— Try it —
Retype all the records with nothing changed.

Task data Block Start

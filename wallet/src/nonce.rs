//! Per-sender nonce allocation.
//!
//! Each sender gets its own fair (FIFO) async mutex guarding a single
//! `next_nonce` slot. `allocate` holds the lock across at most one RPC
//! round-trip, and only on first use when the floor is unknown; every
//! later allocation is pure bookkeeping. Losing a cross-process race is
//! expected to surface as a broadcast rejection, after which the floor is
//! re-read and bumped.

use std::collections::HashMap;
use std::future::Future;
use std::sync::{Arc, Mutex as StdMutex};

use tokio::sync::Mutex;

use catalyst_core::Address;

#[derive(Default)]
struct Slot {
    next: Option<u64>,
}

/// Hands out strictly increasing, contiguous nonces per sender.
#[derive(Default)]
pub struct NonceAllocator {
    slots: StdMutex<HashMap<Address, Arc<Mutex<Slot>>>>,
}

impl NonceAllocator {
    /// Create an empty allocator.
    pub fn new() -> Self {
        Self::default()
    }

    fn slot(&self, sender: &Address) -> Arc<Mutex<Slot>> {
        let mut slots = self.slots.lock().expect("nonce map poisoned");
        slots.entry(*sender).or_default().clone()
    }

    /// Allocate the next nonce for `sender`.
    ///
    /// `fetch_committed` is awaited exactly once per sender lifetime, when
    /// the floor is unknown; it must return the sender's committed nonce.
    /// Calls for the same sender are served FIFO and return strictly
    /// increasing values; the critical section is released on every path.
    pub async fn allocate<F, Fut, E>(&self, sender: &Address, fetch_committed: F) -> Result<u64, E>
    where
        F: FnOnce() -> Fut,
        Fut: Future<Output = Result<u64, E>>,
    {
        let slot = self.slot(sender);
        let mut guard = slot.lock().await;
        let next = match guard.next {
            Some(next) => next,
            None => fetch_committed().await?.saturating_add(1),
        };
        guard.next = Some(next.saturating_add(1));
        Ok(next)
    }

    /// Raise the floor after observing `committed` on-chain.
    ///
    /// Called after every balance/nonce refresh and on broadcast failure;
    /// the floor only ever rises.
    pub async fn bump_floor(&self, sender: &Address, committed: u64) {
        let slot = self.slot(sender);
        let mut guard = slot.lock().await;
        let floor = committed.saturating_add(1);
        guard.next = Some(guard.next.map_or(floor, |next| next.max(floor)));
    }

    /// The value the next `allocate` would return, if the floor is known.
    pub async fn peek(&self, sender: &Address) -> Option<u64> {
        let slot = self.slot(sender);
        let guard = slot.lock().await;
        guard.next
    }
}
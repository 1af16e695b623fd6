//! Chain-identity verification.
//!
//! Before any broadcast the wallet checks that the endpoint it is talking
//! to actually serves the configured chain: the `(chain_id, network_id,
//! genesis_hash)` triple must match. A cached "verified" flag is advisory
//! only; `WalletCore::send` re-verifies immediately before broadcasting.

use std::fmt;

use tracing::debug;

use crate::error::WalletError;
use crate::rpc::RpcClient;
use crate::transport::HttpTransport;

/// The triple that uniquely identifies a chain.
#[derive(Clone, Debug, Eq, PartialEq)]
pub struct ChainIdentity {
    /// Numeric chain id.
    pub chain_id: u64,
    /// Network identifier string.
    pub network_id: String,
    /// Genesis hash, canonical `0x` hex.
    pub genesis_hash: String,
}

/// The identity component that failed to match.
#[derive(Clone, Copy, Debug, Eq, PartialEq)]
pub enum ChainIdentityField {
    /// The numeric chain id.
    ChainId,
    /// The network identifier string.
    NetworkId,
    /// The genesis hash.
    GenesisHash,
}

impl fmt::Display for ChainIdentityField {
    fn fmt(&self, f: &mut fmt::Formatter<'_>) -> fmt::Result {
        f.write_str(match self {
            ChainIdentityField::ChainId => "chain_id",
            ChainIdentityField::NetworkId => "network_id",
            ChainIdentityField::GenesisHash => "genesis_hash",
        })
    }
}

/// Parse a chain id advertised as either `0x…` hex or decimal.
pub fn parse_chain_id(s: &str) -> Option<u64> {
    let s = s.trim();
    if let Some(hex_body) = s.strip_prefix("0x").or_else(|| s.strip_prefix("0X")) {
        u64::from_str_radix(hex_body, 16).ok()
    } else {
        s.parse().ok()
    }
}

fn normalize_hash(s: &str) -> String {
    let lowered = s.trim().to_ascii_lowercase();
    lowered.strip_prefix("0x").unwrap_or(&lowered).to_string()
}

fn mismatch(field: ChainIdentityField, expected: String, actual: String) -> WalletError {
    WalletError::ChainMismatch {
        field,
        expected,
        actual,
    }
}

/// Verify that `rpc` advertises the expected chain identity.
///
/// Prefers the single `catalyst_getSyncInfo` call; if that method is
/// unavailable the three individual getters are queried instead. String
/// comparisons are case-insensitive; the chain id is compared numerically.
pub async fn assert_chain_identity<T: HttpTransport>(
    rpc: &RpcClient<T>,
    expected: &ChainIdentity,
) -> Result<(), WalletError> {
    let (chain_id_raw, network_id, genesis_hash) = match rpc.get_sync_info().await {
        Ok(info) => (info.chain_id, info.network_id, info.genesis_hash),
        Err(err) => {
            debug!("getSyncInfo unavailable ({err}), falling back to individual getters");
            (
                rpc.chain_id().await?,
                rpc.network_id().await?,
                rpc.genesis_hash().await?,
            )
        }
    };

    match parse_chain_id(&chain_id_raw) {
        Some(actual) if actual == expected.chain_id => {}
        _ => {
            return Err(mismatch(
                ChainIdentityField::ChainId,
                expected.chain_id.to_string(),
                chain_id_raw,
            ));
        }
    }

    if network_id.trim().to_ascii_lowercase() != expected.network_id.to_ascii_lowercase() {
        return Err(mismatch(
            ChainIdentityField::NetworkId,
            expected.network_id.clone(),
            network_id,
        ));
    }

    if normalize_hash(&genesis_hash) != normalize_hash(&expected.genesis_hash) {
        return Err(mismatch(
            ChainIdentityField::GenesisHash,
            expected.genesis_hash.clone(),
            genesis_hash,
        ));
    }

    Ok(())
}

Task data Block End

— Task output —
filename wallet/src/nonce.rs
//! Per-sender nonce allocation.
//!
//! Each sender gets its own fair (FIFO) async mutex guarding a single
//! `next_nonce` slot. `allocate` holds the lock across at most one RPC
//! round-trip, and only on first use when the floor is unknown; every
//! later allocation is pure bookkeeping. Losing a cross-process race is
//! expected to surface as a broadcast rejection, after which the floor is
//! re-read and bumped.

use std::collections::HashMap;
use std::future::Future;
use std::sync::{Arc, Mutex as StdMutex};

use tokio::sync::Mutex;

use catalyst_core::Address;

#[derive(Default)]
struct Slot {
    next: Option<u64>,
}

/// Hands out strictly increasing, contiguous nonces per sender.
#[derive(Default)]
pub struct NonceAllocator {
    slots: StdMutex<HashMap<Address, Arc<Mutex<Slot>>>>,
}

impl NonceAllocator {
    /// Create an empty allocator.
    pub fn new() -> Self {
        Self::default()
    }

    fn slot(&self, sender: &Address) -> Arc<Mutex<Slot>> {
        let mut slots = self.slots.lock().expect("nonce map poisoned");
        slots.entry(*sender).or_default().clone()
    }

    /// Allocate the next nonce for `sender`.
    ///
    /// `fetch_committed` is awaited exactly once per sender lifetime, when
    /// the floor is unknown; it must return the sender's committed nonce.
    /// Calls for the same sender are served FIFO and return strictly
    /// increasing values; the critical section is released on every path.
    pub async fn allocate<F, Fut, E>(&self, sender: &Address, fetch_committed: F) -> Result<u64, E>
    where
        F: FnOnce() -> Fut,
        Fut: Future<Output = Result<u64, E>>,
    {
        let slot = self.slot(sender);
        let mut guard = slot.lock().await;
        let next = match guard.next {
            Some(next) => next,
            None => fetch_committed().await?.saturating_add(1),
        };
        guard.next = Some(next.saturating_add(1));
        Ok(next)
    }

    /// Raise the floor after observing `committed` on-chain.
    ///
    /// Called after every balance/nonce refresh and on broadcast failure;
    /// the floor only ever rises.
    pub async fn bump_floor(&self, sender: &Address, committed: u64) {
        let slot = self.slot(sender);
        let mut guard = slot.lock().await;
        let floor = committed.saturating_add(1);
        guard.next = Some(guard.next.map_or(floor, |next| next.max(floor)));
    }

    /// The value the next `allocate` would return, if the floor is known.
    pub async fn peek(&self, sender: &Address) -> Option<u64> {
        let slot = self.slot(sender);
        let guard = slot.lock().await;
        guard.next
    }
}
repository 1af16e695b623fd6
//! Chain-identity verification.
//!
//! Before any broadcast the wallet checks that the endpoint it is talking
//! to actually serves the configured chain: the `(chain_id, network_id,
//! genesis_hash)` triple must match. A cached "verified" flag is advisory
//! only; `WalletCore::send` re-verifies immediately before broadcasting.

use std::fmt;

use tracing::debug;

use crate::error::WalletError;
use crate::rpc::RpcClient;
use crate::transport::HttpTransport;

/// The triple that uniquely identifies a chain.
#[derive(Clone, Debug, Eq, PartialEq)]
pub struct ChainIdentity {
    /// Numeric chain id.
    pub chain_id: u64,
    /// Network identifier string.
    pub network_id: String,
    /// Genesis hash, canonical `0x` hex.
    pub genesis_hash: String,
}

/// The identity component that failed to match.
#[derive(Clone, Copy, Debug, Eq, PartialEq)]
pub enum ChainIdentityField {
    /// The numeric chain id.
    ChainId,
    /// The network identifier string.
    NetworkId,
    /// The genesis hash.
    GenesisHash,
}

impl fmt::Display for ChainIdentityField {
    fn fmt(&self, f: &mut fmt::Formatter<'_>) -> fmt::Result {
        f.write_str(match self {
            ChainIdentityField::ChainId => "chain_id",
            ChainIdentityField::NetworkId => "network_id",
            ChainIdentityField::GenesisHash => "genesis_hash",
        })
    }
}

/// Parse a chain id advertised as either `0x…` hex or decimal.
pub fn parse_chain_id(s: &str) -> Option<u64> {
    let s = s.trim();
    if let Some(hex_body) = s.strip_prefix("0x").or_else(|| s.strip_prefix("0X")) {
        u64::from_str_radix(hex_body, 16).ok()
    } else {
        s.parse().ok()
    }
}

fn normalize_hash(s: &str) -> String {
    let lowered = s.trim().to_ascii_lowercase();
    lowered.strip_prefix("0x").unwrap_or(&lowered).to_string()
}

fn mismatch(field: ChainIdentityField, expected: String, actual: String) -> WalletError {
    WalletError::ChainMismatch {
        field,
        expected,
        actual,
    }
}

/// Verify that `rpc` advertises the expected chain identity.
///
/// Prefers the single `catalyst_getSyncInfo` call; if that method is
/// unavailable the three individual getters are queried instead. String
/// comparisons are case-insensitive; the chain id is compared numerically.
pub async fn assert_chain_identity<T: HttpTransport>(
    rpc: &RpcClient<T>,
    expected: &ChainIdentity,
) -> Result<(), WalletError> {
    let (chain_id_raw, network_id, genesis_hash) = match rpc.get_sync_info().await {
        Ok(info) => (info.chain_id, info.network_id, info.genesis_hash),
        Err(err) => {
            debug!("getSyncInfo unavailable ({err}), falling back to individual getters");
            (
                rpc.chain_id().await?,
                rpc.network_id().await?,
                rpc.genesis_hash().await?,
            )
        }
    };

    match parse_chain_id(&chain_id_raw) {
        Some(actual) if actual == expected.chain_id => {}
        _ => {
            return Err(mismatch(
                ChainIdentityField::ChainId,
                expected.chain_id.to_string(),
                chain_id_raw,
            ));
        }
    }

    if network_id.trim().to_ascii_lowercase() != expected.network_id.to_ascii_lowercase() {
        return Err(mismatch(
            ChainIdentityField::NetworkId,
            expected.network_id.clone(),
            network_id,
        ));
    }

    if normalize_hash(&genesis_hash) != normalize_hash(&expected.genesis_hash) {
        return Err(mismatch(
            ChainIdentityField::GenesisHash,
            expected.genesis_hash.clone(),
            genesis_hash,
        ));
    }

    Ok(())
}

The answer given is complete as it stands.